As investigações que sucederam o ataque puseram em dúvida de qual lado a força terrestre estava. Expulsos das sedes dos três poderes, os golpistas do dia 8 se juntaram para fugir ao Setor Militar Urbano, bairro de jurisdição do Exército onde mantinham acampamento. A tropa da polícia militar seguia os manifestantes até o acampamento, mas foi interrompida por tanques do Exército na rua de acesso ao bairro.
A recusa da força terrestre em permitir o acesso das forças distritais para prender os vândalos em flagrante delito obrigou o governo a intervir, estabelecendo um acordo para que o acampamento fosse desmobilizado pela polícia somente na manhã seguinte, dando tempo para que parte dos vândalos escapassem.
Semanas depois, em entrevista à Globo News, Lula chamou a atenção para outro aspecto da defesa que o irritou: o fracasso do aparato de inteligência das forças armadas em o alertar sobre o risco de um ataque aos três poderes, que já vinha sendo fomentado com dois dias de antecedência nas redes sociais frequentadas por bolsonaristas.
Dentro do Exército, um outro detalhe piorou a relação entre Lula e Arruda: o destino do antigo ajudante de ordens de Bolsonaro e aliado próximo, tenente-coronel Mauro Cid. Em seu último dia como presidente, Bolsonaro deu a Cid a função de comandante do 1º Batalhão de Ações de Comandos, com sede em Goiânia, um dos batalhões de elite do Exército, mantendo o bolsonarista em uma posição privilegiada e com autoridade em nível nacional.
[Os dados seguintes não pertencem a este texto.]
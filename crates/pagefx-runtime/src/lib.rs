#![forbid(unsafe_code)]

//! Visibility-driven page runtime.
//!
//! The core reveals elements as they scroll into view, runs eased numeric
//! counters, and shows transient notifications. Peripherals cover the theme
//! toggle, the mobile menu, the contact form, scroll indicators, the loading
//! screen, focus rings, lazy images and the typewriter effect.
//!
//! Everything is host-driven: [`PageRuntime`] never reads a clock or sleeps.
//! The host passes page time into every call and pumps timers and animation
//! frames through [`PageRuntime::advance`] and
//! [`PageRuntime::animation_frame`].
//!
//! ```
//! use std::time::Duration;
//! use pagefx_core::memory::MemoryDocument;
//! use pagefx_core::storage::MemoryStore;
//! use pagefx_core::{Document, Rect};
//! use pagefx_runtime::PageRuntime;
//!
//! let mut doc = MemoryDocument::default();
//! let card = doc
//!     .element("div")
//!     .class("fade-in-up")
//!     .rect(Rect::new(0.0, 100.0, 300.0, 200.0))
//!     .append();
//!
//! let mut page = PageRuntime::new(doc, MemoryStore::new());
//! page.boot(Duration::ZERO);
//! let released = page.observe(Duration::from_millis(16));
//! assert_eq!(released, vec![card]);
//! assert!(page.document().has_class(card, "is-visible"));
//! ```

pub mod config;
pub mod counter;
pub mod debounce;
pub mod error;
pub mod focus;
pub mod form;
pub mod keyboard;
pub mod lazy_image;
pub mod loading;
pub mod menu;
pub mod notification;
pub mod page;
pub mod reveal;
pub mod scheduler;
pub mod scroll;
pub mod task;
pub mod theme;
pub mod typewriter;
pub mod visibility;

pub use config::PageConfig;
pub use error::{PageError, Result};
pub use notification::{NotificationCenter, NotificationId, NotificationPhase, Severity};
pub use page::{BootReport, PageRuntime};
pub use scheduler::{Scheduler, TimerId};
pub use theme::Theme;
pub use visibility::{ActivationEvent, VisibilityWatcher, WatchStatus};
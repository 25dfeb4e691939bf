#![forbid(unsafe_code)]

//! Deferred work items routed through the page [`Scheduler`](crate::scheduler::Scheduler).

use pagefx_core::ElementId;

use crate::notification::{NotificationId, NotificationStep};

/// A timer or frame callback, by what it does.
#[derive(Clone, Copy, Debug, PartialEq, Eq)]
pub enum Task {
    /// Reveal one stagger child of an activated parent.
    RevealChild { parent: ElementId, child: ElementId },
    /// Advance a counter animation by one frame.
    CounterFrame(ElementId),
    /// Move a notification to its next phase.
    Notification {
        id: NotificationId,
        step: NotificationStep,
    },
    ThemeTransitionEnd,
    MenuCloseEnd,
    FormSubmitted,
    ScrollProgress,
    BackToTop,
    LoadingFade,
    LoadingHide,
    HeroIntro,
    /// Type the next character of the typewriter at this index.
    TypewriterTick(usize),
}

impl Task {
    /// Short name for logs.
    #[must_use]
    pub fn kind(&self) -> &'static str {
        match self {
            Self::RevealChild { .. } => "reveal_child",
            Self::CounterFrame(_) => "counter_frame",
            Self::Notification { .. } => "notification",
            Self::ThemeTransitionEnd => "theme_transition_end",
            Self::MenuCloseEnd => "menu_close_end",
            Self::FormSubmitted => "form_submitted",
            Self::ScrollProgress => "scroll_progress",
            Self::BackToTop => "back_to_top",
            Self::LoadingFade => "loading_fade",
            Self::LoadingHide => "loading_hide",
            Self::HeroIntro => "hero_intro",
            Self::TypewriterTick(_) => "typewriter_tick",
        }
    }
}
Júlio César manteve a posição de Cid mesmo em meio ao atrito com o chefe de Estado.
Segundo o portal Metrópoles, Lula teria ordenado a demissão de Cid após o colunista Rodrigo Rangel revelar que o ex-ajudante de ordens operou uma espécie de caixa dois com recursos em espécie que eram usados, inclusive, para pagar contas pessoais da primeira-dama Michelle Bolsonaro e de familiares dela. Arruda, no entanto, teria se recusado a cumprir a ordem, de acordo com o site.
Aceno de Paiva
Em meio à crescente desconfiança de Lula em relação ao general, um outro líder militar passou a acenar em direção ao legalismo. No estado de São Paulo, um dia antes da exoneração de Júlio César, o general Tomás Ribeiro Paiva, do Comando Militar do Sudeste, discursou à sua tropa em defesa do caráter apolítico das forças armadas e do reconhecimento do resultado eleitoral.
Paiva era o segundo na lista de antiguidade entre generais de Exército antes da posse de Arruda, e seu nome já era conhecido tanto por Lula quanto por Múcio: foi ajudante de ordens do ex-presidente Fernando Henrique Cardoso, já comandou o Batalhão da Guarda Presidencial, foi subcomandante na missão de paz no Haiti e comandou, em 2012, a força de pacificação do complexo do Alemão, no Rio de Janeiro.
Troca de comando
Com um quadro aparentemente insubordinado na chefia da força terrestre e um aceno amigável de seu sucessor, Lula não demorou a exonerar Júlio César de Arruda. “Depois desses últimos episódios: a questão dos acampamentos, a questão do dia 8 de janeiro, as relações principalmente com o comando do Exército, sofreram uma fratura no nível de confiança. Nós achávamos que nós pudéssemos estancar isso logo de início, até para superar esse episódio”, explicou o ministro da Defesa sobre a mudança de comandante.
A troca de comando foi comemorada entre os aliados mais próximos de Lula. Entre eles, está a presidente do PT, deputada Gleisi Hoffmann (PR). “O comportamento do ex-comandante do Exército caracterizou insubordinação inadmissível perante ameaças à democracia e de partidarização da Força. A democracia rejeita qualquer tutela sobre os poderes civis que emanam do voto popular. Crise haveria se o presidente Lula não tivesse atuado em defesa da Constituição”, declarou em suas redes sociais.